**Your goal**
Of the lines below, write out exactly those from the line with "let config_path = Self::config_path();" through the line with "pub fn load_from(path: &Path)", both included, and skip the rest.

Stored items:
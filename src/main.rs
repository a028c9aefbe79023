use anyhow::{bail, Context, Result};
use std::path::PathBuf;
use std::sync::Arc;

use picsync::config::Config;
use picsync::logging::{self, LogTarget};
use picsync::remote::HttpRemote;
use picsync::search::SearchOptions;
use picsync::{PhotoClient, SearchSource};

enum Command {
    Status,
    Queue,
    Sync,
    Search(String),
    Similar(String),
    ClearQueue,
    RetryFailed,
}

struct Args {
    config_path: Option<PathBuf>,
    dir: Option<String>,
    limit: Option<usize>,
    command: Command,
}

fn parse_args() -> Args {
    let args: Vec<String> = std::env::args().collect();
    let mut config_path = None;
    let mut dir = None;
    let mut limit = None;
    let mut positional: Vec<String> = Vec::new();

    let mut i = 1;
    while i < args.len() {
        match args[i].as_str() {
            "--help" | "-h" => {
                print_help();
                std::process::exit(0);
            }
            "--version" | "-V" => {
                println!("picsync {}", env!("CARGO_PKG_VERSION"));
                std::process::exit(0);
            }
            "--config" | "-c" => {
                if i + 1 < args.len() {
                    config_path = Some(PathBuf::from(&args[i + 1]));
                    i += 1;
                } else {
                    eprintln!("Error: --config requires a path argument");
                    std::process::exit(1);
                }
            }
            "--dir" | "-d" => {
                if i + 1 < args.len() {
                    dir = Some(args[i + 1].clone());
                    i += 1;
                } else {
                    eprintln!("Error: --dir requires a directory argument");
                    std::process::exit(1);
                }
            }
            "--limit" | "-n" => match args.get(i + 1).and_then(|n| n.parse().ok()) {
                Some(n) => {
                    limit = Some(n);
                    i += 1;
                }
                None => {
                    eprintln!("Error: --limit requires a number");
                    std::process::exit(1);
                }
            },
            arg if arg.starts_with('-') => {
                eprintln!("Unknown argument: {}", arg);
                print_help();
                std::process::exit(1);
            }
            _ => positional.push(args[i].clone()),
        }
        i += 1;
    }

    let command = match positional.first().map(String::as_str) {
        None | Some("status") => Command::Status,
        Some("queue") => Command::Queue,
        Some("sync") => Command::Sync,
        Some("search") if positional.len() > 1 => Command::Search(positional[1..].join(" ")),
        Some("similar") if positional.len() == 2 => Command::Similar(positional[1].clone()),
        Some("clear-queue") => Command::ClearQueue,
        Some("retry-failed") => Command::RetryFailed,
        Some(other) => {
            eprintln!("Unknown or incomplete command: {}", other);
            print_help();
            std::process::exit(1);
        }
    };

    Args {
        config_path,
        dir,
        limit,
        command,
    }
}

fn print_help() {
    println!(
        r#"picsync - offline-first sync for the photo search backend

USAGE:
    picsync [OPTIONS] [COMMAND]

COMMANDS:
    status              Show connectivity, cache and queue status (default)
    queue               List queued actions
    sync                Replay queued actions and refresh the cache now
    search TEXT...      Search, falling back to the local cache when offline
    similar ID          Cached photos most similar to ID
    clear-queue         Drop every queued action
    retry-failed        Requeue actions that failed permanently

OPTIONS:
    --config, -c PATH   Path to config file
    --dir, -d DIR       Library directory to search (default: first in config)
    --limit, -n N       Maximum number of search results
    --version, -V       Show version
    --help, -h          Show this help message

ENVIRONMENT:
    PICSYNC_CONFIG      Path to config file (overrides default location)
    PICSYNC_LOG         Log level (trace, debug, info, warn, error)

Config file location: $XDG_CONFIG_HOME/picsync/config.toml
Logs are written to the picsync directory under $XDG_DATA_HOME.

See also: picsync-daemon --help"#
    );
}

#[tokio::main]
async fn main() -> Result<()> {
    let args = parse_args();

    // Log to file so command output stays clean
    let log_target = logging::init(None, false).ok();

    let config = match args.config_path {
        Some(ref path) => Config::load_from(path)?,
        None => Config::load()?,
    };

    let remote = Arc::new(HttpRemote::new(&config.remote, config.queue.request_timeout()));
    let dir = args
        .dir
        .clone()
        .or_else(|| config.remote.library_dirs.first().cloned())
        .unwrap_or_default();
    let client = PhotoClient::build(config, remote)
        .await
        .context("Failed to open local cache")?;
    let online = client.monitor().force_check().await;

    let options = SearchOptions {
        limit: args.limit,
        ..Default::default()
    };

    match args.command {
        Command::Status => {
            let stats = client.store().stats();
            println!("Backend:  {}", if online { "online" } else { "offline" });
            println!(
                "Cache:    {} photos, {} / {} bytes ({})",
                stats.entries,
                stats.bytes,
                stats.limits.max_bytes,
                if stats.durable { "durable" } else { "memory only" }
            );
            println!(
                "Queue:    {} pending, {} failed",
                client.queue().pending_count(),
                client.queue().failed_count()
            );
            if let Some(LogTarget::File(dir)) = &log_target {
                println!("Logs:     {}", dir.display());
            }
        }
        Command::Queue => {
            let actions = client.queue().get_queue();
            if actions.is_empty() {
                println!("Queue is empty");
            }
            for action in actions {
                println!(
                    "{}  {:<9} {:<9} attempts={} {}{}",
                    action.id,
                    action.action_type().as_str(),
                    action.status.as_str(),
                    action.attempts,
                    action.created_at.format("%Y-%m-%d %H:%M:%S"),
                    action
                        .last_error
                        .as_deref()
                        .map(|e| format!("  error: {}", e))
                        .unwrap_or_default()
                );
            }
        }
        Command::Sync => {
            let report = client.force_sync().await?;
            println!(
                "Replayed {} action(s), {} coalesced, {} failed; \
                 {} cache entries updated, {} removed",
                report.drain.succeeded,
                report.drain.coalesced,
                report.drain.failed.len(),
                report.refresh.updated,
                report.refresh.removed
            );
            for (id, err) in &report.drain.failed {
                println!("  failed {}: {}", id, err);
            }
        }
        Command::Search(text) => {
            let results = client.search(&dir, &text, &options).await?;
            if results.source == SearchSource::Local {
                println!("(offline: approximate results from the local cache)");
            }
            for hit in results.hits {
                println!("{:>6.3}  {}", hit.score, hit.path);
            }
        }
        Command::Similar(id) => {
            if client.store().get_embedding(&id).await?.is_none() {
                bail!("No cached embedding for {}", id);
            }
            for hit in client.find_similar(&id, &options).await? {
                println!("{:>6.3}  {}", hit.score, hit.path);
            }
        }
        Command::ClearQueue => {
            let count = client.queue().get_queue().len();
            client.queue().clear_queue().await?;
            println!("Removed {} queued action(s)", count);
        }
        Command::RetryFailed => {
            let count = client.queue().retry_failed().await?;
            println!("Requeued {} failed action(s)", count);
        }
    }

    Ok(())
}
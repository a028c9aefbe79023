use anyhow::{Context, Result};
use serde::{Deserialize, Serialize};
use std::path::{Path, PathBuf};
use std::time::Duration;

#[derive(Debug, Clone, Serialize, Deserialize, Default)]
pub struct Config {
    #[serde(default)]
    pub store: StoreConfig,

    #[serde(default)]
    pub queue: QueueConfig,

    #[serde(default)]
    pub connectivity: ConnectivityConfig,

    #[serde(default)]
    pub search: SearchConfig,

    #[serde(default)]
    pub remote: RemoteConfig,

    #[serde(default)]
    pub sync: SyncConfig,
}

#[derive(Debug, Clone, Serialize, Deserialize)]
pub struct StoreConfig {
    #[serde(default = "default_db_path")]
    pub db_path: PathBuf,

    /// Maximum number of cached photos (each with its embedding and metadata).
    #[serde(default = "default_max_records")]
    pub max_records: usize,

    /// Maximum bytes of cached record data.
    #[serde(default = "default_max_bytes")]
    pub max_bytes: u64,

    /// Hard quota enforced by the storage backend itself, if any.
    #[serde(default)]
    pub quota_bytes: Option<u64>,
}

fn default_db_path() -> PathBuf {
    dirs::data_dir()
        .unwrap_or_else(|| PathBuf::from("."))
        .join("picsync")
        .join("cache.db")
}

fn default_max_records() -> usize {
    5000
}

fn default_max_bytes() -> u64 {
    256 * 1024 * 1024 // 256MB
}

impl Default for StoreConfig {
    fn default() -> Self {
        Self {
            db_path: default_db_path(),
            max_records: default_max_records(),
            max_bytes: default_max_bytes(),
            quota_bytes: None,
        }
    }
}

#[derive(Debug, Clone, Serialize, Deserialize)]
pub struct QueueConfig {
    /// Attempts before a transiently failing action is marked failed.
    #[serde(default = "default_max_attempts")]
    pub max_attempts: u32,

    #[serde(default = "default_base_backoff_ms")]
    pub base_backoff_ms: u64,

    #[serde(default = "default_max_backoff_ms")]
    pub max_backoff_ms: u64,

    /// Replayed requests taking longer than this are aborted and retried.
    #[serde(default = "default_request_timeout_secs")]
    pub request_timeout_secs: u64,
}

fn default_max_attempts() -> u32 {
    5
}

fn default_base_backoff_ms() -> u64 {
    500
}

fn default_max_backoff_ms() -> u64 {
    30_000
}

fn default_request_timeout_secs() -> u64 {
    15
}

impl QueueConfig {
    /// Delay before retry number `attempt` (1-based), doubling each time.
    pub fn backoff(&self, attempt: u32) -> Duration {
        let shift = attempt.saturating_sub(1).min(16);
        let ms = self.base_backoff_ms.saturating_mul(1u64 << shift);
        Duration::from_millis(ms.min(self.max_backoff_ms))
    }

    pub fn request_timeout(&self) -> Duration {
        Duration::from_secs(self.request_timeout_secs)
    }
}

impl Default for QueueConfig {
    fn default() -> Self {
        Self {
            max_attempts: default_max_attempts(),
            base_backoff_ms: default_base_backoff_ms(),
            max_backoff_ms: default_max_backoff_ms(),
            request_timeout_secs: default_request_timeout_secs(),
        }
    }
}

#[derive(Debug, Clone, Serialize, Deserialize)]
pub struct ConnectivityConfig {
    #[serde(default = "default_heartbeat_interval_secs")]
    pub heartbeat_interval_secs: u64,

    #[serde(default = "default_heartbeat_timeout_ms")]
    pub heartbeat_timeout_ms: u64,

    /// Status flips shorter than this are ignored.
    #[serde(default = "default_min_dwell_ms")]
    pub min_dwell_ms: u64,
}

fn default_heartbeat_interval_secs() -> u64 {
    15
}

fn default_heartbeat_timeout_ms() -> u64 {
    3000
}

fn default_min_dwell_ms() -> u64 {
    2000
}

impl ConnectivityConfig {
    pub fn heartbeat_interval(&self) -> Duration {
        Duration::from_secs(self.heartbeat_interval_secs)
    }

    pub fn heartbeat_timeout(&self) -> Duration {
        Duration::from_millis(self.heartbeat_timeout_ms)
    }

    pub fn min_dwell(&self) -> Duration {
        Duration::from_millis(self.min_dwell_ms)
    }
}

impl Default for ConnectivityConfig {
    fn default() -> Self {
        Self {
            heartbeat_interval_secs: default_heartbeat_interval_secs(),
            heartbeat_timeout_ms: default_heartbeat_timeout_ms(),
            min_dwell_ms: default_min_dwell_ms(),
        }
    }
}

#[derive(Debug, Clone, Serialize, Deserialize)]
pub struct SearchConfig {
    /// Keyword weight when blending a text query with similarity.
    #[serde(default = "default_text_alpha")]
    pub text_alpha: f32,

    /// Keyword weight when blending a "more like this" query.
    #[serde(default = "default_similar_alpha")]
    pub similar_alpha: f32,

    #[serde(default = "default_search_limit")]
    pub limit: usize,
}

fn default_text_alpha() -> f32 {
    0.7
}

fn default_similar_alpha() -> f32 {
    0.3
}

fn default_search_limit() -> usize {
    50
}

impl Default for SearchConfig {
    fn default() -> Self {
        Self {
            text_alpha: default_text_alpha(),
            similar_alpha: default_similar_alpha(),
            limit: default_search_limit(),
        }
    }
}

#[derive(Debug, Clone, Serialize, Deserialize)]
pub struct RemoteConfig {
    #[serde(default = "default_remote_endpoint")]
    pub endpoint: String,

    #[serde(default)]
    pub api_key: Option<String>,

    /// Library directories refreshed after every successful drain.
    #[serde(default)]
    pub library_dirs: Vec<String>,
}

fn default_remote_endpoint() -> String {
    "http://127.0.0.1:8080".to_string()
}

impl Default for RemoteConfig {
    fn default() -> Self {
        Self {
            endpoint: default_remote_endpoint(),
            api_key: None,
            library_dirs: Vec::new(),
        }
    }
}

#[derive(Debug, Clone, Serialize, Deserialize)]
pub struct SyncConfig {
    /// Delay before the first retry of a failed sync cycle; doubles with
    /// each consecutive failure.
    #[serde(default = "default_error_retry_ms")]
    pub error_retry_ms: u64,

    #[serde(default = "default_max_error_retry_ms")]
    pub max_error_retry_ms: u64,
}

fn default_error_retry_ms() -> u64 {
    5_000
}

fn default_max_error_retry_ms() -> u64 {
    300_000 // 5 minutes
}

impl SyncConfig {
    /// Delay before retrying after `failures` consecutive failed cycles.
    pub fn error_retry(&self, failures: u32) -> Duration {
        let shift = failures.saturating_sub(1).min(16);
        let ms = self.error_retry_ms.saturating_mul(1u64 << shift);
        Duration::from_millis(ms.min(self.max_error_retry_ms))
    }
}

impl Default for SyncConfig {
    fn default() -> Self {
        Self {
            error_retry_ms: default_error_retry_ms(),
            max_error_retry_ms: default_max_error_retry_ms(),
        }
    }
}

impl Config {
    pub fn load() -> Result<Self> {
        let config_path = Self::config_path();

        if config_path.exists() {
            Self::load_from(&config_path)
        } else {
            // Create default config
            let config = Config::default();
            config.save_to(&config_path)?;
            Ok(config)
        }
    }

    pub fn load_from(path: &Path) -> Result<Self> {
        let content = std::fs::read_to_string(path)
            .with_context(|| format!("Failed to read config {}", path.display()))?;
        let config: Config = toml::from_str(&content)
            .with_context(|| format!("Invalid config {}", path.display()))?;
        Ok(config)
    }

    pub fn save_to(&self, path: &Path) -> Result<()> {
        // Ensure parent directory exists
        if let Some(parent) = path.parent() {
            std::fs::create_dir_all(parent)?;
        }

        let content = toml::to_string_pretty(self)?;
        std::fs::write(path, content)?;

        Ok(())
    }

    pub fn config_dir() -> PathBuf {
        dirs::config_dir()
            .unwrap_or_else(|| PathBuf::from("."))
            .join("picsync")
    }

    fn config_path() -> PathBuf {
        if let Ok(path) = std::env::var("PICSYNC_CONFIG") {
            return PathBuf::from(path);
        }
        Self::config_dir().join("config.toml")
    }
}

**Solution for this task**
        let config_path = Self::config_path();

        if config_path.exists() {
            Self::load_from(&config_path)
        } else {
            // Create default config
            let config = Config::default();
            config.save_to(&config_path)?;
            Ok(config)
        }
    }

    pub fn load_from(path: &Path) -> Result<Self> {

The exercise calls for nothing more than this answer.